The only other women to be seen in Sibi were widows lining up at the town’s colonial post office for a twice-yearly government stipend of 1,000 rupees. They mostly hail from the Bugti tribe, their gray, henna-streaked hair draped in colorful scarves that sometimes slipped to reveal ears pierced by countless silver rings. Among the Bugti, I had read, tribal law is so strict that an honorable woman must hang herself if she is spotted with a man other than her husband. It was tempting to view such unforgiving codes of conduct as an extension of radical Islamic law. In fact, many Bugti traditions probably predate Islam—like the “ordeal by fire,” in which a man charged with a serious crime, such as murder or theft, is obliged to walk across hot coals. If his feet blister, he is guilty. I thought such medieval practices would be dying out. But according to Shaheed Bugti, a clansman I met in Quetta, ordeals by fire are not only routine but increasingly popular among other Baluchistan tribes. “No case takes more than a week to be settled,” he explains. “If a plaintiff seeks justice through a state court, he will go to his grave before he gets it.”

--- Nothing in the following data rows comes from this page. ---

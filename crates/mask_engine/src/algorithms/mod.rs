pub mod blob;
pub mod polygon;
pub mod rasterize;
pub mod simplification;

pub use blob::*;
pub use polygon::*;
pub use rasterize::*;
pub use simplification::*;
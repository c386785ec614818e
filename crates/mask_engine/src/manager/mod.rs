pub mod builder;

use geo_types::Coord;
use schemars::JsonSchema;
use serde::{Deserialize, Serialize};
use strum::{Display, EnumString, IntoStaticStr, VariantNames};
use ts_rs::TS;

use crate::{
    algorithms::{convert_index_to_dict, covered_pixels, densify_polygon, fill_region, region_pixels},
    codec::{fuse, unfuse},
    error::{MaskError, Result},
    events::{EventEmitter, ListenerId, MaskEvent},
    store::MaskStore,
    traits::Simplifier,
    types::{ContourType, DensePolygon, Extrema, FillMode, FillType, InstanceId, BACKGROUND},
};

pub use builder::EditionEngineBuilder;

/// Interaction mode of the engine. Exactly one is active at a time.
#[derive(
    Debug, Clone, Copy, Default, PartialEq, Eq,
    Serialize, Deserialize, JsonSchema, TS,
    Display, EnumString, VariantNames, IntoStaticStr,
)]
#[serde(rename_all = "kebab-case")]
#[strum(serialize_all = "kebab-case")]
pub enum Mode {
    /// Draw a polygon and paint it as a new instance
    Create,
    /// Click an instance to select it
    #[default]
    Select,
    /// Grow the selected instance with a polygon
    EditAdd,
    /// Cut a polygon out of the selected instance
    EditRemove,
    /// Click an instance to toggle its write protection
    Lock,
}

#[derive(
    Debug, Clone, PartialEq,
    Serialize, Deserialize, JsonSchema, TS,
    Display, VariantNames, IntoStaticStr,
)]
#[serde(tag = "type", content = "params", rename_all = "snake_case")]
#[strum(serialize_all = "snake_case")]
pub enum EditCommand {
    /// Deactivate the current mode and activate another
    SetMode { mode: Mode },

    /// Click at a normalised image position
    PointerDown {
        #[schemars(range(min = 0.0, max = 1.0))]
        x: f64,
        #[schemars(range(min = 0.0, max = 1.0))]
        y: f64,
    },

    /// Move the trailing node of the current draft
    PointerMove { x: f64, y: f64 },

    /// Apply the current draft
    Commit,

    /// Drop the current draft, or the selection when there is none
    Cancel,

    /// Class used by subsequent create commits
    SetTargetClass { class_id: u8 },

    /// Erase small blobs and fill small holes of every instance
    FilterAll { min_pixels: usize },

    /// Erase small blobs and fill small holes of one instance
    FilterId { id: InstanceId, min_pixels: usize },

    /// Merge the selected region into `id`
    FillSelection { id: InstanceId, fill_type: FillType },
}

impl EditCommand {
    /// Get the JSON schema for all commands
    pub fn schema() -> schemars::schema::RootSchema {
        schemars::schema_for!(EditCommand)
    }

    /// Get a list of all available command names
    pub fn command_names() -> &'static [&'static str] {
        <Self as VariantNames>::VARIANTS
    }

    pub fn description(&self) -> &'static str {
        match self {
            Self::SetMode { .. } => "Switch the active interaction mode",
            Self::PointerDown { .. } => "Click at a normalised position: add a draft node, select or toggle a lock",
            Self::PointerMove { .. } => "Move the trailing node of the polygon being drawn",
            Self::Commit => "Paint the polygon being drawn into the mask",
            Self::Cancel => "Drop the polygon being drawn, or the current selection",
            Self::SetTargetClass { .. } => "Set the class of instances created from now on",
            Self::FilterAll { .. } => "Remove blobs and fill holes smaller than a pixel count, for every instance",
            Self::FilterId { .. } => "Remove blobs and fill holes smaller than a pixel count, for one instance",
            Self::FillSelection { .. } => "Merge the selected region into an instance",
        }
    }
}

/// Polygon being drawn, in normalised coordinates. The last node follows the
/// pointer; the others are fixed.
#[derive(Debug, Clone, Default, PartialEq)]
struct PolygonDraft {
    nodes: Vec<Coord<f64>>,
}

impl PolygonDraft {
    fn click(&mut self, p: Coord<f64>) {
        self.nodes.pop();
        self.nodes.push(p);
        self.nodes.push(p);
    }

    fn hover(&mut self, p: Coord<f64>) {
        if let Some(last) = self.nodes.last_mut() {
            *last = p;
        }
    }

    fn to_pixels(nodes: &[Coord<f64>], width: u32, height: u32) -> Vec<Coord<i32>> {
        nodes
            .iter()
            .map(|n| Coord {
                x: (n.x * width as f64).round() as i32,
                y: (n.y * height as f64).round() as i32,
            })
            .collect()
    }

    /// Fixed nodes in pixel space.
    fn finish(mut self, width: u32, height: u32) -> Vec<Coord<i32>> {
        self.nodes.pop();
        Self::to_pixels(&self.nodes, width, height)
    }
}

#[derive(Debug, Clone, PartialEq)]
enum ModeState {
    Create(Option<PolygonDraft>),
    Select,
    Edit(FillMode, Option<PolygonDraft>),
    Lock,
}

impl ModeState {
    fn activate(mode: Mode) -> Self {
        match mode {
            Mode::Create => Self::Create(None),
            Mode::Select => Self::Select,
            Mode::EditAdd => Self::Edit(FillMode::Add, None),
            Mode::EditRemove => Self::Edit(FillMode::Remove, None),
            Mode::Lock => Self::Lock,
        }
    }

    fn mode(&self) -> Mode {
        match self {
            Self::Create(_) => Mode::Create,
            Self::Select => Mode::Select,
            Self::Edit(FillMode::Add, _) => Mode::EditAdd,
            Self::Edit(FillMode::Remove, _) => Mode::EditRemove,
            Self::Lock => Mode::Lock,
        }
    }

    fn draft(&self) -> Option<&PolygonDraft> {
        match self {
            Self::Create(draft) | Self::Edit(_, draft) => draft.as_ref(),
            _ => None,
        }
    }

    fn draft_slot(&mut self) -> Option<&mut Option<PolygonDraft>> {
        match self {
            Self::Create(draft) | Self::Edit(_, draft) => Some(draft),
            _ => None,
        }
    }
}

/// Drives a [`MaskStore`] from pointer input and commands.
pub struct EditionEngine {
    store: MaskStore,
    state: ModeState,
    target_class: u8,
    selected: Option<InstanceId>,
    selection_polygons: Vec<DensePolygon>,
    outline_visible: bool,
    simplifier: Box<dyn Simplifier>,
    outline_tolerance: f64,
    events: EventEmitter,
}
//! # Instance Segmentation Mask Engine
//!
//! A dense per-pixel instance label buffer with polygon painting, blob
//! extraction with hole detection, contour simplification and an interactive
//! edition engine driving it from pointer input.
//!
//! ## Core Features
//!
//! - **Id raster**: every pixel stores `[id1, id2, class]` as three bytes,
//!   so the same buffer is used for rendering, hit testing and persistence
//! - **Polygon editing**: paint or erase polygons, honouring locked instances
//! - **Blob extraction**: contour-tracing labelling with external and
//!   internal (hole) contours
//! - **Simplification**: radial distance + Douglas-Peucker outline reduction
//! - **Edition engine**: create / select / edit / lock modes with events
//! - **Export**: PNG, base64 data URLs and GeoJSON
//!
//! ## Quick Start
//!
//! ```rust,no_run
//! use mask_engine::{EditionEngine, Mode};
//!
//! let mut engine = EditionEngine::builder()
//!     .with_size(640, 480)
//!     .with_target_class(2)
//!     .with_initial_mode(Mode::Create)
//!     .build();
//!
//! // pointer positions are normalised to the image size
//! for (x, y) in [(0.1, 0.1), (0.4, 0.1), (0.4, 0.5)] {
//!     engine.pointer_down(x, y)?;
//! }
//! engine.commit()?;
//!
//! let geojson = engine.store().to_geojson_string()?;
//! # Ok::<(), Box<dyn std::error::Error>>(())
//! ```

// Core modules
pub mod error;
pub mod types;
pub mod codec;
pub mod traits;
pub mod algorithms;
pub mod store;
pub mod events;
pub mod manager;
pub mod io;

// Re-exports for convenience
pub use error::{MaskError, Result};
pub use types::*;
pub use traits::*;
pub use algorithms::{GeoDouglasPeucker, RadialDouglasPeucker};
pub use store::MaskStore;
pub use events::{EventEmitter, ListenerId, MaskEvent};
pub use manager::{EditCommand, EditionEngine, EditionEngineBuilder, Mode};
pub use io::InstanceProperties;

State control in such remote districts is almost nonexistent. For many tribespeople, the government’s authority—and even the authority of the local mullah—pales beside that of their sirdar or clan leader, whom they imbue with almost supernatural power. The head of the Bugti was Nawab Akbar Bugti, educated at Aitchison College in Lahore—”the Eton of Pakistan”—and still known as the “Tiger of Baluchistan,” even at 76 years of age. His remote seat of power, a place called Dera Bugti, lies some 130 kilometers to the east, in a region rich in oil. It is currently besieged by hundreds of state troops, sent there to halt a series of attacks on oil installations by unnamed Bugti “terrorists,” whom the government suspects the Nawab of harboring. I called a Dera Bugti number that Shaheed Bugti had given me, and to my great surprise the Nawab himself answered. “It’s very hot up here,” he said in a clipped British accent. “A lot of natural heat, as well as—you know—the man-made variety.” Helicopters were circling his house, and his water and electricity had been cut off. “And the phones are tapped too,” the Nawab added—at that point the line went dead. When I rang back, nobody answered.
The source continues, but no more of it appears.